# HOW TO COMPLETE THIS TASK:
The lines you return should be those containing the string "label", taken from the data below.

# GIVEN ENTRIES:
//! Joins the English and Chinese datastores on the `emoji` character.
//!
//! English entries take precedence: their scalar fields win, their tags come first and
//! their annotation leads the combined text. Chinese entries fill the gaps and add the
//! Chinese-only emojis after the English ones.

use std::collections::HashMap;

use log::info;
use serde_json::Value;

use crate::datastore::Record;

// prefer English, fall back to Chinese; presence decides, not truthiness
const SCALAR_KEYS: [&str; 4] = ["order", "group", "version", "emoticon"];

// where entries without a numeric or boolean `order` land in the sorted output
const MISSING_ORDER: f64 = 9_999_999.0;

/// Counters collected while joining the two datastores.
#[derive(Debug, Default, Clone, PartialEq, Eq)]
pub struct MergeStats {
    pub both: usize,
    pub primary_only: usize,
    pub secondary_only: usize,
    pub primary_duplicates: usize,
    pub secondary_duplicates: usize,
}

// emoji key -> entry, in order of first appearance
struct Lookup<'a> {
    slots: Vec<(String, &'a Record)>,
    index: HashMap<String, usize>,
    duplicates: usize,
}

impl<'a> Lookup<'a> {
    fn build(records: &'a [Record], label: &str) -> Self {
        let mut lookup = Lookup {
            slots: Vec::with_capacity(records.len()),
            index: HashMap::with_capacity(records.len()),
            duplicates: 0,
        };
        for record in records {
            let key = emoji_key(record);
            match lookup.index.get(&key) {
                Some(&pos) => {
                    lookup.slots[pos].1 = record;
                    lookup.duplicates += 1;
                    info!(" -> duplicate emoji {key} in {label}: keeping last");
                }
                None => {
                    lookup.index.insert(key.clone(), lookup.slots.len());
                    lookup.slots.push((key, record));
                }
            }
        }
        lookup
    }

    fn get(&self, key: &str) -> Option<&'a Record> {
        self.index.get(key).map(|&pos| self.slots[pos].1)
    }

    fn contains(&self, key: &str) -> bool {
        self.index.contains_key(key)
    }
}

// Canonical JSON text of the `emoji` value; a missing key behaves like `null`.
fn emoji_key(record: &Record) -> String {
    record.get("emoji").unwrap_or(&Value::Null).to_string()
}

/// Merge both datastores into one entry per distinct emoji, sorted by `order`.
pub fn merge_datasets(primary: &[Record], secondary: &[Record]) -> (Vec<Record>, MergeStats) {
    let en_map = Lookup::build(primary, "en");
    let zh_map = Lookup::build(secondary, "zh");

    let mut stats = MergeStats {
        primary_duplicates: en_map.duplicates,
        secondary_duplicates: zh_map.duplicates,
        ..MergeStats::default()
    };
    let mut merged = Vec::with_capacity(en_map.slots.len() + zh_map.slots.len());

    for (key, en_item) in &en_map.slots {
        let zh_item = zh_map.get(key);
        if zh_item.is_some() {
            stats.both += 1;
        } else {
            stats.primary_only += 1;
        }
        merged.push(merge_entries(en_item, zh_item));
    }

    let empty = Record::new();
    for &(_, zh_item) in zh_map.slots.iter().filter(|(key, _)| !en_map.contains(key)) {
        stats.secondary_only += 1;
        merged.push(merge_entries(&empty, Some(zh_item)));
    }

    sort_by_order(&mut merged);
    (merged, stats)
}

/// Combine one English entry with its Chinese counterpart, if any.
pub fn merge_entries(en_item: &Record, zh_item: Option<&Record>) -> Record {
    let mut merged = Record::new();

    let emoji = en_item
        .get("emoji")
        .filter(|v| !v.is_null())
        .or_else(|| zh_item.and_then(|zh| zh.get("emoji")))
        .cloned()
        .unwrap_or(Value::Null);
    merged.insert("emoji".into(), emoji);

    let tags = dedupe_preserve_order(tag_list(Some(en_item)).chain(tag_list(zh_item)));
    if !tags.is_empty() {
        merged.insert("tags".into(), Value::Array(tags));
    }

    if let Some(text) = combine_annotations(annotation(Some(en_item)), annotation(zh_item)) {
        merged.insert("annotation".into(), Value::String(text));
    }

    for key in SCALAR_KEYS {
        let value = en_item
            .get(key)
            .or_else(|| zh_item.and_then(|zh| zh.get(key)));
        if let Some(v) = value {
            merged.insert(key.into(), v.clone());
        }
    }

    // everything else: English first, then whatever only the Chinese side has
    for (k, v) in en_item.iter().chain(zh_item.into_iter().flatten()) {
        if k == "tags" || k == "annotation" || merged.contains_key(k) {
            continue;
        }
        merged.insert(k.clone(), v.clone());
    }

    merged
}

fn tag_list(record: Option<&Record>) -> impl Iterator<Item = &Value> {
    record
        .and_then(|r| r.get("tags"))
        .and_then(Value::as_array)
        .into_iter()
        .flatten()
}

fn dedupe_preserve_order<'a>(items: impl Iterator<Item = &'a Value>) -> Vec<Value> {
    let mut out: Vec<Value> = Vec::new();
    for item in items {
        if !out.contains(item) {
            out.push(item.clone());
        }
    }
    out
}

fn annotation(record: Option<&Record>) -> &str {
    record
        .and_then(|r| r.get("annotation"))
        .and_then(Value::as_str)
        .map(str::trim)
        .unwrap_or("")
}

fn combine_annotations(en: &str, zh: &str) -> Option<String> {
    match (en, zh) {
        ("", "") => None,
        (text, "") | ("", text) => Some(text.to_owned()),
        (en, zh) if en == zh => Some(en.to_owned()),
        (en, zh) => Some(format!("{en} {zh}")),
    }
}

// Stable, so entries sharing an `order` keep their construction order.
fn sort_by_order(records: &mut [Record]) {
    records.sort_by(|a, b| order_key(a).total_cmp(&order_key(b)));
}

fn order_key(record: &Record) -> f64 {
    match record.get("order") {
        Some(Value::Bool(b)) => f64::from(u8::from(*b)),
        Some(v) => v.as_f64().unwrap_or(MISSING_ORDER),
        None => MISSING_ORDER,
    }
}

# ANSWER SECTION:
    fn build(records: &'a [Record], label: &str) -> Self {
                    info!(" -> duplicate emoji {key} in {label}: keeping last");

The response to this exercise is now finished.